◆ **Exercise objective**
Every line holding the word "KeyAdded" should be copied from the material.
**** Records for the task ****
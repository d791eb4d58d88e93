use crate::list::ListHandle;

/// Concatenate lists.
///
/// No input yields a new empty list. A single input is wrapped, not copied:
/// the result writes through to it. Two or more inputs are copied, in order,
/// into a fresh list that is not linked to any of them.
///
/// ```rust
/// use rxcollections::prelude::*;
///
/// let a = ListHandle::wrap(vec![1, 2]);
/// let b = ListHandle::wrap(vec![3]);
/// assert_eq!(ops::concat(&[a.clone(), b]).to_vec(), vec![1, 2, 3]);
///
/// let wrapped = ops::concat(&[a.clone()]);
/// wrapped.push(9).unwrap();
/// assert_eq!(a.to_vec(), vec![1, 2, 9]);
/// ```
pub fn concat<T>(lists: &[ListHandle<T>]) -> ListHandle<T>
where
  T: Clone + Send + Sync + 'static,
{
  match lists {
    [] => ListHandle::new(),
    [only] => ListHandle::wrap(only.clone()),
    _ => lists.iter().flat_map(ListHandle::iter).collect(),
  }
}
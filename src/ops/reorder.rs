//! Algorithms that permute a list.
//!
//! `rotate`, `reverse` and `sort` compute the new order from a snapshot and
//! swap it in with one `clear` and one `push_all`, so observers see at most one
//! removal and one addition. A call that leaves the order as it was fires
//! nothing. `shuffle` swaps in place with `set` instead, and every swap fires
//! two replacements.

use std::cmp::Ordering;

use super::replace_contents;
use crate::{error::Result, observable::ObservableList};

/// Source of uniform random indices for [`shuffle`].
pub trait RandomSource {
  /// Uniform index in `0..bound`. `bound` is never zero.
  fn next_index(&mut self, bound: usize) -> usize;
}

#[cfg(feature = "rand")]
impl<R: rand::Rng + ?Sized> RandomSource for R {
  #[inline]
  fn next_index(&mut self, bound: usize) -> usize { self.gen_range(0..bound) }
}

/// Rotate the elements `distance` places towards the end, wrapping around.
/// Negative distances rotate towards the front.
///
/// ```rust
/// use rxcollections::prelude::*;
///
/// let list = ListHandle::wrap(vec![1, 2, 3, 4, 5]);
/// ops::rotate(&list, 2).unwrap();
/// assert_eq!(list.to_vec(), vec![4, 5, 1, 2, 3]);
/// ```
pub fn rotate<T, L>(list: &L, distance: isize) -> Result<()>
where
  T: Clone,
  L: ObservableList<T> + ?Sized,
{
  let mut contents = list.to_vec();
  let size = contents.len();
  if size == 0 {
    return Ok(());
  }
  let distance = distance.rem_euclid(size as isize) as usize;
  if distance == 0 {
    return Ok(());
  }

  // Follow each displacement cycle, parking the displaced element at the
  // cycle start until the cycle closes.
  let mut moved = 0;
  let mut cycle_start = 0;
  while moved != size {
    let mut i = cycle_start;
    loop {
      i = (i + distance) % size;
      contents.swap(cycle_start, i);
      moved += 1;
      if i == cycle_start {
        break;
      }
    }
    cycle_start += 1;
  }
  replace_contents(list, contents)
}

pub fn reverse<T, L>(list: &L) -> Result<()>
where
  T: Clone,
  L: ObservableList<T> + ?Sized,
{
  let mut contents = list.to_vec();
  if contents.len() < 2 {
    return Ok(());
  }
  contents.reverse();
  replace_contents(list, contents)
}

/// Stable sort by `compare`.
pub fn sort_by<T, L, F>(list: &L, mut compare: F) -> Result<()>
where
  T: Clone,
  L: ObservableList<T> + ?Sized,
  F: FnMut(&T, &T) -> Ordering,
{
  let contents = list.to_vec();
  let mut order: Vec<usize> = (0..contents.len()).collect();
  order.sort_by(|&a, &b| compare(&contents[a], &contents[b]));
  if order.iter().enumerate().all(|(at, &from)| at == from) {
    return Ok(());
  }

  let mut slots: Vec<Option<T>> = contents.into_iter().map(Some).collect();
  let sorted = order
    .into_iter()
    .filter_map(|from| slots[from].take())
    .collect();
  replace_contents(list, sorted)
}

/// Stable sort by the natural order of `T`.
pub fn sort<T, L>(list: &L) -> Result<()>
where
  T: Clone + Ord,
  L: ObservableList<T> + ?Sized,
{
  sort_by(list, T::cmp)
}

/// Fisher-Yates shuffle performed with `set`, one swap per position.
pub fn shuffle<T, L, R>(list: &L, rng: &mut R) -> Result<()>
where
  L: ObservableList<T> + ?Sized,
  R: RandomSource + ?Sized,
{
  for bound in (2..=list.len()).rev() {
    let from = bound - 1;
    let to = rng.next_index(bound);
    let displaced = list.get(from)?;
    let incoming = list.get(to)?;
    list.set(from, incoming)?;
    list.set(to, displaced)?;
  }
  Ok(())
}

#[cfg(test)]
mod tests {
  use std::{collections::VecDeque, sync::Arc};

  use super::*;
  use crate::{
    list::ListHandle,
    test_support::{ListEvent, Recorder},
  };

  /// Replays a fixed sequence of indices.
  struct Scripted(VecDeque<usize>);

  impl RandomSource for Scripted {
    fn next_index(&mut self, bound: usize) -> usize {
      let index = self.0.pop_front().unwrap_or(0);
      assert!(index < bound);
      index
    }
  }

  fn recorded(values: Vec<i32>) -> (ListHandle<i32>, Arc<Recorder<ListEvent<i32>>>) {
    let list = ListHandle::wrap(values);
    let recorder = Recorder::new();
    list.add_observer(recorder.clone());
    (list, recorder)
  }

  #[test]
  fn rotate_replaces_contents_once() {
    let (list, recorder) = recorded(vec![1, 2, 3, 4, 5]);
    rotate(&list, 2).unwrap();
    assert_eq!(list.to_vec(), vec![4, 5, 1, 2, 3]);
    assert_eq!(
      recorder.take(),
      vec![
        ListEvent::Removed { index: 0, removed: vec![1, 2, 3, 4, 5] },
        ListEvent::Added { index: 0, count: 5 },
      ]
    );
  }

  #[test]
  fn rotate_normalizes_distance() {
    let list = ListHandle::wrap(vec![1, 2, 3, 4, 5, 6]);
    rotate(&list, -1).unwrap();
    assert_eq!(list.to_vec(), vec![2, 3, 4, 5, 6, 1]);
    rotate(&list, 13).unwrap();
    assert_eq!(list.to_vec(), vec![1, 2, 3, 4, 5, 6]);
    // gcd(6, 4) = 2 cycles
    rotate(&list, 4).unwrap();
    assert_eq!(list.to_vec(), vec![3, 4, 5, 6, 1, 2]);
  }

  #[test]
  fn rotate_by_zero_or_empty_is_silent() {
    let (list, recorder) = recorded(vec![1, 2, 3]);
    rotate(&list, 0).unwrap();
    rotate(&list, 3).unwrap();
    rotate(&list, -3).unwrap();
    rotate(&ListHandle::<i32>::new(), 5).unwrap();
    assert!(recorder.take().is_empty());
  }

  #[test]
  fn reverse_replaces_contents() {
    let (list, recorder) = recorded(vec![1, 2, 3]);
    reverse(&list).unwrap();
    assert_eq!(list.to_vec(), vec![3, 2, 1]);
    assert_eq!(recorder.take().len(), 2);

    let (single, recorder) = recorded(vec![1]);
    reverse(&single).unwrap();
    assert!(recorder.take().is_empty());
  }

  #[test]
  fn sort_fires_only_when_order_changes() {
    let (list, recorder) = recorded(vec![3, 1, 2]);
    sort(&list).unwrap();
    assert_eq!(list.to_vec(), vec![1, 2, 3]);
    assert_eq!(recorder.take().len(), 2);

    sort(&list).unwrap();
    assert!(recorder.take().is_empty());
  }

  #[test]
  fn sort_by_is_stable() {
    let list = ListHandle::wrap(vec![(1, 'a'), (0, 'b'), (1, 'c'), (0, 'd')]);
    sort_by(&list, |a, b| a.0.cmp(&b.0)).unwrap();
    assert_eq!(list.to_vec(), vec![(0, 'b'), (0, 'd'), (1, 'a'), (1, 'c')]);
  }

  #[test]
  fn sort_with_equal_keys_in_place_is_silent() {
    let (list, recorder) = recorded(vec![2, 1, 1]);
    sort_by(&list, |_, _| Ordering::Equal).unwrap();
    assert_eq!(list.to_vec(), vec![2, 1, 1]);
    assert!(recorder.take().is_empty());
  }

  #[test]
  fn shuffle_swaps_with_replacements() {
    let (list, recorder) = recorded(vec![1, 2, 3]);
    // bound 3 picks 0, bound 2 picks 1
    shuffle(&list, &mut Scripted(VecDeque::from([0, 1]))).unwrap();
    assert_eq!(list.to_vec(), vec![3, 2, 1]);
    assert_eq!(
      recorder.take(),
      vec![
        ListEvent::Replaced { index: 2, old: 3 },
        ListEvent::Replaced { index: 0, old: 1 },
        ListEvent::Replaced { index: 1, old: 2 },
        ListEvent::Replaced { index: 1, old: 2 },
      ]
    );
  }

  #[test]
  fn shuffle_of_short_lists_is_silent() {
    let (list, recorder) = recorded(vec![1]);
    shuffle(&list, &mut Scripted(VecDeque::new())).unwrap();
    assert!(recorder.take().is_empty());
  }

  #[cfg(feature = "rand")]
  #[test]
  fn shuffle_with_rand_keeps_elements() {
    use rand::{rngs::StdRng, SeedableRng};

    let list: ListHandle<i32> = (0..32).collect();
    shuffle(&list, &mut StdRng::seed_from_u64(7)).unwrap();
    let mut elements = list.to_vec();
    elements.sort();
    assert_eq!(elements, (0..32).collect::<Vec<_>>());
  }
}
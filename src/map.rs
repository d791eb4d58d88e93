//! Observable map
//!
//! [`MapHandle`] fires `KeyAdded` when `put` introduces a key,
//! `KeyValueChanged` when it overwrites one and `KeyRemoved` when `remove`
//! finds the key. `put_all` and `clear` work key by key.

use std::{
  collections::HashMap,
  fmt,
  hash::Hash,
  sync::Arc,
};

use parking_lot::Mutex;
use tracing::trace;

use crate::{
  cursor::{Cursor, MapCursor},
  observable::ObservableMap,
  observer::{MapChange, MapObserver},
  registry::ObserverRegistry,
  storage::MapStorage,
};

/// Shared handle to an observable map.
pub struct MapHandle<K, V>(Arc<MapShared<K, V>>);

struct MapShared<K, V> {
  storage: Mutex<Box<dyn MapStorage<K, V>>>,
  observers: ObserverRegistry<dyn MapObserver<K, V>>,
}

impl<K, V> Clone for MapHandle<K, V> {
  fn clone(&self) -> Self { Self(self.0.clone()) }
}

impl<K, V> MapHandle<K, V>
where
  K: Eq + Hash + Clone + Send + Sync + 'static,
  V: Clone + Send + Sync + 'static,
{
  /// Empty map backed by a `HashMap`.
  pub fn new() -> Self { Self::wrap(HashMap::new()) }
}

impl<K, V> MapHandle<K, V>
where
  K: Clone + Send + Sync + 'static,
  V: Clone + Send + Sync + 'static,
{
  /// Observable map over `storage`, which it owns from now on.
  pub fn wrap(storage: impl MapStorage<K, V> + 'static) -> Self {
    Self(Arc::new(MapShared {
      storage: Mutex::new(Box::new(storage)),
      observers: ObserverRegistry::new(),
    }))
  }

  #[inline]
  pub fn observer_count(&self) -> usize { self.0.observers.len() }

  #[inline]
  pub fn ptr_eq(&self, other: &Self) -> bool { Arc::ptr_eq(&self.0, &other.0) }

  /// Cursor over a snapshot of the entries that can remove them one by one.
  pub fn cursor(&self) -> MapCursor<'_, K, V> {
    let source: &dyn ObservableMap<K, V> = self;
    Cursor::new(source, self.entries())
  }

  fn dispatch(&self, change: MapChange<'_, K, V>) {
    trace!(kind = change.kind(), "map change");
    self
      .0
      .observers
      .broadcast(|observer| change.notify(observer, self));
  }
}

impl<K, V> Default for MapHandle<K, V>
where
  K: Eq + Hash + Clone + Send + Sync + 'static,
  V: Clone + Send + Sync + 'static,
{
  fn default() -> Self { Self::new() }
}

impl<K, V> ObservableMap<K, V> for MapHandle<K, V>
where
  K: Clone + Send + Sync + 'static,
  V: Clone + Send + Sync + 'static,
{
  fn len(&self) -> usize { self.0.storage.lock().len() }

  fn get(&self, key: &K) -> Option<V> { self.0.storage.lock().get(key) }

  fn contains_key(&self, key: &K) -> bool { self.0.storage.lock().contains_key(key) }

  fn keys(&self) -> Vec<K> { self.0.storage.lock().keys() }

  fn entries(&self) -> Vec<(K, V)> { self.0.storage.lock().entries() }

  fn put(&self, key: K, value: V) -> Option<V> {
    let old = self.0.storage.lock().insert(key.clone(), value);
    match &old {
      Some(old_value) => self.dispatch(MapChange::KeyValueChanged { key: &key, old_value }),
      None => self.dispatch(MapChange::KeyAdded { key: &key }),
    }
    old
  }

  fn remove(&self, key: &K) -> Option<V> {
    let old = self.0.storage.lock().remove(key);
    if let Some(old_value) = &old {
      self.dispatch(MapChange::KeyRemoved { key, old_value });
    }
    old
  }

  fn clear(&self) {
    for key in self.keys() {
      self.remove(&key);
    }
  }

  fn add_observer(&self, observer: Arc<dyn MapObserver<K, V>>) {
    self.0.observers.register(observer);
  }

  fn remove_observer(&self, observer: &Arc<dyn MapObserver<K, V>>) -> bool {
    self.0.observers.deregister(observer)
  }
}

impl<K, V> FromIterator<(K, V)> for MapHandle<K, V>
where
  K: Eq + Hash + Clone + Send + Sync + 'static,
  V: Clone + Send + Sync + 'static,
{
  fn from_iter<I: IntoIterator<Item = (K, V)>>(iter: I) -> Self {
    Self::wrap(iter.into_iter().collect::<HashMap<_, _>>())
  }
}

impl<K, V> fmt::Debug for MapHandle<K, V>
where
  K: Clone + Send + Sync + fmt::Debug + 'static,
  V: Clone + Send + Sync + fmt::Debug + 'static,
{
  fn fmt(&self, f: &mut fmt::Formatter<'_>) -> fmt::Result {
    f.debug_struct("MapHandle")
      .field("entries", &self.entries())
      .field("observers", &self.observer_count())
      .finish()
  }
}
****
◆ **Solution for this exercise**
//! [`MapHandle`] fires `KeyAdded` when `put` introduces a key,
      None => self.dispatch(MapChange::KeyAdded { key: &key }),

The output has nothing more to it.